The licensee performed an investigation and found a
loose pin connection on pin 6 of the EHC (EHC-6)
4
terminal which is mounted inside the generator exciter
housing cabinet. The licensee concluded that vibration
caused the generator protective circuitry to be
interrupted causing the 41MXa relay to actuate when the
pin connection became loose. Relay 41MXa falsely
sensed that the Main Generator field breaker was open
and caused the Main Generator to lockout causing
turbine trip and an anticipatory reactor trip.
The licensee implemented an exempt change which
installed a hard wire bypassing the pin connection
prior to startup. Similar trips on Unit 1 had occurred
in October 1991 and December 1984. These two trips
were attributed to EHC-6 coming loose at the connector
and not the terminal, though both have the same control
logic flowpath. The exciter housing in both instances
had recently been removed for maintenance during
refueling outages. This required manipulating the
connectors. Following the trip in October 1991, the
licensee inspected and tightened all loose terminal
plug connections and connectors. However, the licensee
apparently did not suspect the pin connection within
the terminal plug to be loose. As a permanent solution
to this problem, the licensee was evaluating the
failure logic of relay 41MXa to determine if
alternative logic schemes are needed.
The unit was taken critical at 1:42 a.m. on May 8. At
approximately 3:42 a.m.,
the unit experienced another
reactor trip from 14 percent power. Just prior to the
trip, the operators had received a High Hotwell Level
alarm and the hotwell level was found to be fluctuating
between 72 inches and 79 inches. The normal level is
between 63 inches and 69 inches. There was no guidance
available to the operators with regard to responding to
the alarm and the perceived abnormality. The operators
were concerned about.losing condenser vacuum if the
Condensate Steam Jet Air Ejector suction lines were to
flood from the Condenser due to High Hotwell Level.
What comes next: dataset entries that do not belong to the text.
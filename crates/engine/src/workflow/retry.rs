// SPDX-License-Identifier: BUSL-1.1
// Copyright (c) 2026 Alfred Jean LLC

//! Full Jitter backoff for `TransientError` retries, and the per-stage
//! attempt counter that caps retries at
//! [`forge_core::EngineConfig::auto_retry_max_cycles`].

use std::collections::HashMap;
use std::time::Duration;

use rand::Rng;

const FACTOR: f64 = 2.0;
const MAX_DELAY_SECS: u64 = 60;

/// Full Jitter backoff: `delay = uniform(0, min(cap, base * factor^attempt))`,
/// layered on top of whatever `retry_after` the Task itself requested.
/// `attempt` is zero-based (the first retry uses `attempt = 0`).
pub fn full_jitter_delay(retry_after: Duration, attempt: u32) -> Duration {
    full_jitter_delay_with_rng(retry_after, attempt, &mut rand::thread_rng())
}

fn full_jitter_delay_with_rng(retry_after: Duration, attempt: u32, rng: &mut impl Rng) -> Duration {
    let base_secs = retry_after.as_secs_f64().max(0.1);
    let scaled = base_secs * FACTOR.powi(attempt as i32);
    let cap = scaled.min(MAX_DELAY_SECS as f64);
    let delay_secs = rng.gen_range(0.0..=cap);
    Duration::from_secs_f64(delay_secs)
}

/// Tracks how many times each stage has been retried this process's
/// lifetime. Reset on recovery — a retry budget does not survive a crash,
/// since the stage itself is re-dispatched fresh.
#[derive(Debug, Default)]
pub struct RetryTracker {
    attempts: HashMap<String, u32>,
}

impl RetryTracker {
    pub fn new() -> Self {
        Self::default()
    }

    /// Record a retry and return the attempt number just recorded (1-based).
    pub fn record_attempt(&mut self, stage_ref_id: &str) -> u32 {
        let count = self.attempts.entry(stage_ref_id.to_string()).or_insert(0);
        *count += 1;
        *count
    }

    pub fn attempts(&self, stage_ref_id: &str) -> u32 {
        self.attempts.get(stage_ref_id).copied().unwrap_or(0)
    }

    pub fn exhausted(&self, stage_ref_id: &str, max_cycles: u32) -> bool {
        self.attempts(stage_ref_id) >= max_cycles
    }

    pub fn clear(&mut self, stage_ref_id: &str) {
        self.attempts.remove(stage_ref_id);
    }
}

#[cfg(test)]
#[path = "retry_tests.rs"]
mod tests;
Based on this concern, the operators decided to use
condensate recirculation and move some water from the
hotwell to the Upper Storage Tank (UST).
Operations
personnel considered the evolution to be within "skill
of-the-craft", and did not feel that a written
procedure was required.
After verifying that condensate recirculation control
valve 1C-128 was closed, operators began opening block
valve 1C-124. Opening of valve 1C-124 initially acts
to fill a partially vacated Condensate Recirculation
pipe. The volume between IC-124 and 1C-128 is large.
5
It is believed that a significant volume of the
Condensate Recirculation pipe had been emptied by
evaporation of the water to the UST via leakage through
iC-128.
Upon opening 1C-124, a feedwater swing
developed and low suction pressure at the Condensate
Booster Pump and a low discharge pressure at 1B Main
Feedwater Pump (FWP) condition was created. The
FWP/anticipatory reactor trip RPS setpoint of 802 psig
was reached on the 1B FWP discharge. This caused the
reactor to trip. Trip response was normal with control
systems functioning as required to bring the unit to
Hot Shutdown.
The licensee concluded that the oscillations were
caused during the power increase from 0 to 15 percent.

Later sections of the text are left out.